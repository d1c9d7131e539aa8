//! Session security flags
//!
//! Tracks selection and PSC verification for the current session.

use serde::{Deserialize, Serialize};

/// Session-level conditions
#[derive(Debug, Clone, Copy, PartialEq, Eq)]
pub enum SecurityCondition {
    /// SELECT CARD TYPE succeeded
    Selected,
    /// Correct PSC presented
    PscVerified,
    /// PSC changed at least once (one-way latch)
    PscChanged,
}

/// Tracks security state for the current session
#[derive(Debug, Clone, Default, PartialEq, Eq, Serialize, Deserialize)]
pub struct SecurityState {
    selected: bool,
    psc_verified: bool,
    psc_ever_changed: bool,
}

impl SecurityState {
    /// Create a new security state
    pub fn new() -> Self {
        Self::default()
    }

    /// Restore flags from saved values
    pub fn from_flags(selected: bool, psc_verified: bool, psc_ever_changed: bool) -> Self {
        Self {
            selected,
            psc_verified,
            psc_ever_changed,
        }
    }

    /// Set a condition
    pub fn set_verified(&mut self, condition: SecurityCondition) {
        match condition {
            SecurityCondition::Selected => self.selected = true,
            SecurityCondition::PscVerified => self.psc_verified = true,
            SecurityCondition::PscChanged => self.psc_ever_changed = true,
        }
    }

    /// Check a condition
    pub fn is_verified(&self, condition: SecurityCondition) -> bool {
        match condition {
            SecurityCondition::Selected => self.selected,
            SecurityCondition::PscVerified => self.psc_verified,
            SecurityCondition::PscChanged => self.psc_ever_changed,
        }
    }

    /// Clear a condition; the PSC-changed latch never clears
    pub fn clear(&mut self, condition: SecurityCondition) {
        match condition {
            SecurityCondition::Selected => self.selected = false,
            SecurityCondition::PscVerified => self.psc_verified = false,
            SecurityCondition::PscChanged => {}
        }
    }

    /// Clear selection and verification (card removed or reset)
    pub fn clear_all(&mut self) {
        self.selected = false;
        self.psc_verified = false;
    }
}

==*==

TRY IT: Wherever the word "current" appears in a line of the data, copy that line.

RESPONSE TO THE TASK:
//! Tracks selection and PSC verification for the current session.
/// Tracks security state for the current session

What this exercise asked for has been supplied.